Para entrar nesse novo mundo de conexão, eram necessários poucos equipamentos e uma linha telefônica. Apesar de não serem produtos baratos, era possível à classe média comprá-los, alternando, talvez, entre a aquisição de uma nova televisão ou novo aparelho de reprodução de som. De posse desses equipamentos mínimos, bastava acessar a internet e os caminhos para encontrar a música preferida eram indicados facilmente, a custo praticamente zero.

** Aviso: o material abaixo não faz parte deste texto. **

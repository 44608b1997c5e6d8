//! Per-agent session discoverers.
//!
//! Each discoverer finds candidate processes through the platform capability
//! object, gathers that agent's status artifacts, correlates processes to
//! sessions, and applies a deterministic status rule. Failures never cross
//! discoverer boundaries: the worst outcome for any probe is a dropped or
//! unknown-status record.

pub mod amp;
pub mod claude;
pub mod codex;
pub mod gemini;
pub mod opencode;

use std::collections::HashSet;
use std::future::Future;

use crate::data::{AgentKind, AgentSession};
use crate::platform::Platform;

/// Which agent families a collection run should probe.
///
/// `None` means all agents; an explicit empty selection (every requested name
/// unknown) probes nothing.
#[derive(Debug, Clone, Default)]
pub struct AgentFilter(Option<HashSet<AgentKind>>);

impl AgentFilter {
    /// Parse a comma-separated agent list. Empty input selects all agents;
    /// unknown names are skipped with a warning.
    pub fn parse(raw: &str) -> Self {
        let raw = raw.trim();
        if raw.is_empty() {
            return Self(None);
        }

        let mut selected = HashSet::new();
        for name in raw.split(',') {
            let name = name.trim();
            if name.is_empty() {
                continue;
            }
            match AgentKind::parse(name) {
                Some(kind) => {
                    selected.insert(kind);
                }
                None => {
                    let known: Vec<&str> = AgentKind::all().map(|k| k.as_str()).collect();
                    tracing::warn!("unknown agent {:?} (known: {})", name, known.join(", "));
                }
            }
        }
        Self(Some(selected))
    }

    pub fn enabled(&self, kind: AgentKind) -> bool {
        match &self.0 {
            None => true,
            Some(selected) => selected.contains(&kind),
        }
    }
}

/// Run every enabled discoverer and concatenate results into one flat list.
///
/// Discoverers share no mutable state, so they run concurrently relative to
/// each other; each fans out internally over its own candidates.
pub async fn discover_all(platform: &dyn Platform, filter: &AgentFilter) -> Vec<AgentSession> {
    let (opencode, codex, claude, amp, gemini) = tokio::join!(
        run_if(filter, AgentKind::Opencode, opencode::discover(platform)),
        run_if(filter, AgentKind::Codex, codex::discover(platform)),
        run_if(filter, AgentKind::Claude, claude::discover(platform)),
        run_if(filter, AgentKind::Amp, amp::discover(platform)),
        run_if(filter, AgentKind::Gemini, gemini::discover(platform)),
    );

    let mut sessions = Vec::new();
    sessions.extend(opencode);
    sessions.extend(codex);
    sessions.extend(claude);
    sessions.extend(amp);
    sessions.extend(gemini);
    sessions
}

async fn run_if(
    filter: &AgentFilter,
    kind: AgentKind,
    discover: impl Future<Output = Vec<AgentSession>>,
) -> Vec<AgentSession> {
    if filter.enabled(kind) {
        discover.await
    } else {
        Vec::new()
    }
}
//! Small path and formatting helpers shared by discoverers and renderers.

/// Truncate to `max` characters, appending "..." when shortened.
pub fn truncate(s: &str, max: usize) -> String {
    if s.chars().count() <= max {
        return s.to_string();
    }
    let kept: String = s.chars().take(max.saturating_sub(3)).collect();
    format!("{kept}...")
}

/// Replace the home directory prefix with "~" for display.
pub fn shorten_home(path: &str) -> String {
    let Some(home) = dirs::home_dir() else {
        return path.to_string();
    };
    let Some(home) = home.to_str() else {
        return path.to_string();
    };
    match path.strip_prefix(home) {
        Some(rest) => format!("~{rest}"),
        None => path.to_string(),
    }
}

/// Convert a file:// URI to a local filesystem path, percent-decoded.
///
/// Returns None for other schemes or undecodable input. An authority
/// component ("file://localhost/x") is stripped.
pub fn uri_to_path(uri: &str) -> Option<String> {
    let rest = uri.strip_prefix("file://")?;
    let path = if rest.starts_with('/') {
        rest
    } else {
        &rest[rest.find('/')?..]
    };
    urlencoding::decode(path).ok().map(|decoded| decoded.into_owned())
}

#[cfg(test)]
mod tests {
    use super::*;

    #[test]
    fn truncate_keeps_short_strings_intact() {
        assert_eq!(truncate("short", 28), "short");
        assert_eq!(truncate("", 10), "");
    }

    #[test]
    fn truncate_appends_ellipsis() {
        assert_eq!(truncate("abcdefghij", 8), "abcde...");
        assert_eq!(truncate("abcdefghij", 10), "abcdefghij");
    }

    #[test]
    fn truncate_is_char_boundary_safe() {
        // Multi-byte input must not be sliced mid-codepoint.
        let s = "ドキュメント整理セッション";
        let out = truncate(s, 6);
        assert_eq!(out.chars().count(), 6);
        assert!(out.ends_with("..."));
    }

    #[test]
    fn shorten_home_replaces_prefix() {
        if let Some(home) = dirs::home_dir().and_then(|h| h.to_str().map(String::from)) {
            assert_eq!(shorten_home(&format!("{home}/project")), "~/project");
            assert_eq!(shorten_home("/srv/elsewhere"), "/srv/elsewhere");
        }
    }

    #[test]
    fn uri_to_path_decodes_file_uris() {
        assert_eq!(
            uri_to_path("file:///home/dev/project").as_deref(),
            Some("/home/dev/project")
        );
        assert_eq!(
            uri_to_path("file:///home/dev/my%20project").as_deref(),
            Some("/home/dev/my project")
        );
        assert_eq!(
            uri_to_path("file://localhost/home/dev").as_deref(),
            Some("/home/dev")
        );
        assert_eq!(uri_to_path("https://example.com/x"), None);
        assert_eq!(uri_to_path("/plain/path"), None);
    }
}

Aos participantes da rede mundial, era desejável o acesso aos novos conteúdos, cabendo aos empreendedores digitais a tarefa de facilitar essa conexão. Com esse intuito, ainda no ano 2000, surgem softwares capazes de promover o compartilhamento de música, sendo o Napster, o mais famoso entre os aplicativos disponíveis. Por sua facilidade de uso, tal aplicativo alcança milhões de usuários e volume de trocas muito além de qualquer precedente, no que diz respeito à pirataria – em janeiro de 2001, oito milhões de pessoas se conectavam à rede e trocavam mais de 2,9 bilhões de arquivos naquele ano (O CAMINHO... 2001).

Trocar músicas, todavia, ainda era demorado – um arquivo de média qualidade poderia demorar até três horas para ser transmitido –, mas não estava em questão a velocidade da troca, pois o importante era participar de um grande acervo de músicas de todas as partes do mundo, desde as mais populares, às que representavam nichos e gostos bastante específicos. O que as pessoas faziam fisicamente – emprestar e trocar álbuns de música –, passaram a fazer de forma digital. Ainda era troca e empréstimo, mas ao volume muito maior do que a indústria fonográfica poderia controlar ou ignorar. Mais do que isso, assim como no caso do CD, o arquivo digital não perdia a qualidade e, com isso, o álbum

digital, em MP3, tinha praticamente as mesmas características sonoras do original, comprado na loja e impresso no suporte físico. Os compartilhadores se consideram incentivadores da música, ao passo que as empresas do setor fonográfico, viam-nos como concorrentes e criminosos.

O prejuízo foi rapidamente percebido, porque, em grande medida, o mesmo público que detinha as condições financeiras de comprar álbuns era o que comprava computadores e os conectava à Internet. Com isso, não era possível controlar nem a tecnologia do novo formato, tampouco a forma de acessá-lo. O MP3, portanto, promoveu o fim da era de controle tecnológico e, desde então, a distribuição de música passou a ser feita desenfreadamente e sem qualquer domínio. As opções de combate, por conta disso, foram as mais variadas – desde a opção pela criminalização, até as campanhas de conscientização em diversos veículos de mídia, estratégias que serão discutidas nas próximas páginas.